GSK's investigational antibody-drug conjugate (ADC), GSK'227, has received Breakthrough Therapy Designation from the U.S. Food and Drug Administration (FDA) for the treatment of adult patients with relapsed or refractory osteosarcoma who have progressed on at least two prior lines of therapy. This regulatory designation, announced by GSK on Tuesday, aims to accelerate the development and review of this promising treatment for a rare and aggressive bone cancer that currently lacks approved therapies after initial treatments fail.
The FDA's decision was supported by data from the ARTEMIS-002 study, a phase II, open-label, randomized, multi-center clinical trial conducted by Hansoh Pharma. The trial evaluated the efficacy and safety of GSK'227 in patients with relapsed or refractory osteosarcoma and other unresectable bone and soft tissue sarcomas. Results from ARTEMIS-002 were presented at the 2024 American Society of Clinical Oncology Annual Meeting, demonstrating promising activity in osteosarcoma patients.

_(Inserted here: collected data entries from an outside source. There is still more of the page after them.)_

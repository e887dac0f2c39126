//! AVX2 + FMA kernels (x86_64)
//!
//! Each loop iteration works on two 256-bit registers: 16 floats or 32
//! Q8.8 values. Loads are unaligned so any slice is accepted; buffers from
//! `AlignedVec` simply never straddle a cache line per register.

use std::arch::x86_64::*;

use qlogit_fixed_point::{MAX_Q, MIN_Q, ROUND_FACTOR, SCALE_FACTOR};

use crate::backend::VectorKernels;
use crate::check_len;
use crate::scalar::{accumulate_f32, accumulate_q8_8, quantize_into, scaled_add_into};

const F32_BLOCK: usize = 16;
const I16_BLOCK: usize = 32;

/// AVX2 backend. Only obtainable through [`Avx2::new`], which checks the CPU.
#[derive(Debug, Clone, Copy, PartialEq, Eq)]
pub struct Avx2 {
    _detected: (),
}

impl Avx2 {
    /// Returns the backend if the running CPU supports AVX2 and FMA
    pub fn new() -> Option<Self> {
        if is_x86_feature_detected!("avx2") && is_x86_feature_detected!("fma") {
            Some(Self { _detected: () })
        } else {
            None
        }
    }
}

impl VectorKernels for Avx2 {
    fn dot_f32(&self, w: &[f32], x: &[f32]) -> f32 {
        check_len(w.len(), x.len());
        // SAFETY: Avx2 exists only after feature detection; lengths checked.
        unsafe { dot_f32_avx2(w, x) }
    }

    fn dot_q8_8(&self, w: &[i16], x: &[i16]) -> i32 {
        check_len(w.len(), x.len());
        // SAFETY: as above
        unsafe { dot_q8_8_avx2(w, x) }
    }

    fn quantize(&self, src: &[f32], dst: &mut [i16]) {
        check_len(src.len(), dst.len());
        // SAFETY: as above
        unsafe { quantize_avx2(src, dst) }
    }

    fn scaled_add(&self, coefficient: f32, x: &[f32], w: &mut [f32]) {
        check_len(x.len(), w.len());
        // SAFETY: as above
        unsafe { scaled_add_avx2(coefficient, x, w) }
    }
}

/// Horizontal sum of 8 f32 lanes
#[target_feature(enable = "avx2")]
#[inline]
unsafe fn hsum_ps_256(v: __m256) -> f32 {
    let lo = _mm256_castps256_ps128(v);
    let hi = _mm256_extractf128_ps(v, 1);
    let sum128 = _mm_add_ps(lo, hi);
    let sum64 = _mm_hadd_ps(sum128, sum128);
    let sum32 = _mm_hadd_ps(sum64, sum64);
    _mm_cvtss_f32(sum32)
}

/// Horizontal sum of 8 i32 lanes (wrapping)
#[target_feature(enable = "avx2")]
#[inline]
unsafe fn hsum_epi32_256(v: __m256i) -> i32 {
    let lo = _mm256_castsi256_si128(v);
    let hi = _mm256_extracti128_si256(v, 1);
    let sum128 = _mm_add_epi32(lo, hi);
    let sum64 = _mm_hadd_epi32(sum128, sum128);
    let sum32 = _mm_hadd_epi32(sum64, sum64);
    _mm_cvtsi128_si32(sum32)
}

#[target_feature(enable = "avx2,fma")]
unsafe fn dot_f32_avx2(w: &[f32], x: &[f32]) -> f32 {
    let n = w.len();
    let wp = w.as_ptr();
    let xp = x.as_ptr();

    let mut acc = _mm256_setzero_ps();
    let mut i = 0;
    while i + F32_BLOCK <= n {
        let w0 = _mm256_loadu_ps(wp.add(i));
        let x0 = _mm256_loadu_ps(xp.add(i));
        let w1 = _mm256_loadu_ps(wp.add(i + 8));
        let x1 = _mm256_loadu_ps(xp.add(i + 8));

        let prod = _mm256_fmadd_ps(w1, x1, _mm256_mul_ps(w0, x0));
        acc = _mm256_add_ps(acc, prod);
        i += F32_BLOCK;
    }

    accumulate_f32(hsum_ps_256(acc), &w[i..], &x[i..])
}

#[target_feature(enable = "avx2")]
unsafe fn dot_q8_8_avx2(w: &[i16], x: &[i16]) -> i32 {
    let n = w.len();
    let wp = w.as_ptr();
    let xp = x.as_ptr();

    let mut acc = _mm256_setzero_si256();
    let mut i = 0;
    while i + I16_BLOCK <= n {
        let w0 = _mm256_loadu_si256(wp.add(i).cast::<__m256i>());
        let x0 = _mm256_loadu_si256(xp.add(i).cast::<__m256i>());
        let w1 = _mm256_loadu_si256(wp.add(i + 16).cast::<__m256i>());
        let x1 = _mm256_loadu_si256(xp.add(i + 16).cast::<__m256i>());

        // i16 x i16 -> i32, adjacent pairs summed
        let p0 = _mm256_madd_epi16(w0, x0);
        let p1 = _mm256_madd_epi16(w1, x1);
        acc = _mm256_add_epi32(acc, _mm256_add_epi32(p0, p1));
        i += I16_BLOCK;
    }

    accumulate_q8_8(hsum_epi32_256(acc), &w[i..], &x[i..])
}

/// Clamp, scale and round 8 floats to Q8.8 integers held in i32 lanes.
///
/// Matches `float_to_q8_8_saturating`: min before max so NaN becomes MAX_Q,
/// a sign-carrying 0.5 bias, then truncation.
#[target_feature(enable = "avx2")]
#[inline]
unsafe fn q8_8_lanes(v: __m256) -> __m256i {
    let clamped = _mm256_max_ps(_mm256_min_ps(v, _mm256_set1_ps(MAX_Q)), _mm256_set1_ps(MIN_Q));
    let scaled = _mm256_mul_ps(clamped, _mm256_set1_ps(SCALE_FACTOR));
    let sign = _mm256_and_ps(scaled, _mm256_set1_ps(-0.0));
    let bias = _mm256_or_ps(_mm256_set1_ps(ROUND_FACTOR), sign);
    _mm256_cvttps_epi32(_mm256_add_ps(scaled, bias))
}

#[target_feature(enable = "avx2")]
unsafe fn quantize_avx2(src: &[f32], dst: &mut [i16]) {
    let n = src.len();
    let sp = src.as_ptr();
    let dp = dst.as_mut_ptr();

    let mut i = 0;
    while i + F32_BLOCK <= n {
        let a = q8_8_lanes(_mm256_loadu_ps(sp.add(i)));
        let b = q8_8_lanes(_mm256_loadu_ps(sp.add(i + 8)));

        // packs works per 128-bit half: [a0-3 b0-3 a4-7 b4-7]
        let packed = _mm256_packs_epi32(a, b);
        let ordered = _mm256_permute4x64_epi64(packed, 0b11_01_10_00);
        _mm256_storeu_si256(dp.add(i).cast::<__m256i>(), ordered);
        i += F32_BLOCK;
    }

    quantize_into(&src[i..], &mut dst[i..]);
}

#[target_feature(enable = "avx2,fma")]
unsafe fn scaled_add_avx2(coefficient: f32, x: &[f32], w: &mut [f32]) {
    let n = x.len();
    let xp = x.as_ptr();
    let wp = w.as_mut_ptr();
    let c = _mm256_set1_ps(coefficient);

    let mut i = 0;
    while i + F32_BLOCK <= n {
        let x0 = _mm256_loadu_ps(xp.add(i));
        let w0 = _mm256_loadu_ps(wp.add(i));
        let x1 = _mm256_loadu_ps(xp.add(i + 8));
        let w1 = _mm256_loadu_ps(wp.add(i + 8));

        _mm256_storeu_ps(wp.add(i), _mm256_fmadd_ps(c, x0, w0));
        _mm256_storeu_ps(wp.add(i + 8), _mm256_fmadd_ps(c, x1, w1));
        i += F32_BLOCK;
    }

    scaled_add_into(coefficient, &x[i..], &mut w[i..]);
}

Addressing Unmet Needs in Osteosarcoma
Osteosarcoma primarily affects children and young adults and is the most common primary bone cancer, accounting for 20-40% of all bone cancers. However, it remains a rare disease, with an annual incidence of 3.3 patients per million in the US, representing less than 1% of all new cancer diagnoses. Approximately 20-30% of patients who present with localized (non-metastatic) osteosarcoma and 80% of those who present with metastatic osteosarcoma experience relapsed or refractory disease. Following first-line chemotherapy, treatment options for these patients are severely limited, with no clear standard of care available, and no approved therapies after patients progress on two prior lines of treatment.
"This latest regulatory designation for GSK'227 exemplifies the potential of our targeted ADC in patients with difficult to treat cancers," said Hesham Abdullah, Senior Vice President, Global Head Oncology, R&D, GSK. "For patients with relapsed or refractory osteosarcoma, there is an urgent unmet medical need with no approved treatment options once the cancer returns a second time, and chemotherapy provides limited benefit in this setting."
About GSK'227
GSK'227, also known as HS-20093, is a novel investigational B7-H3-targeted antibody-drug conjugate composed of a fully human anti-B7-H3 monoclonal antibody covalently linked to a topoisomerase inhibitor payload. B7-H3 is a protein expressed in various cancers. HS-20093 is being developed by Hansoh Pharma for the treatment of lung cancer, sarcoma, head and neck cancers and other solid tumours in multiple phase I, II and III clinical trials in China. GSK's global phase I trial for GSK'227 began in August 2024 (NCT06551142) as a part of the development plan to support a registrational pathway for GSK'227.
ARTEMIS-002 Trial Details
The ARTEMIS-002 trial is a phase II, open-label, randomised, multi-centre, clinical trial evaluating the efficacy and safety of GSK'227 in patients with relapsed or refractory osteosarcoma and other unresectable bone and soft tissue sarcomas. More than 60 patients were enrolled, including 42 patients with osteosarcoma. In the osteosarcoma cohort of the trial (n = 42), patients were randomly assigned, in a 1:1 ratio, to receive either 8.0 mg/kg (n = 16) of GSK’227 or 12.0 mg/kg (n = 26), with both treatments given every 3 weeks. Eligible patients were 18 years or older with histologically confirmed osteosarcoma or other sarcomas who had progressed on 1 or more lines of prior systemic treatment, had at least one measurable lesion per RECIST 1.1 and an ECOG performance status of 0 or 1, and agreed to provide fresh or archival tumor tissue and peripheral blood samples.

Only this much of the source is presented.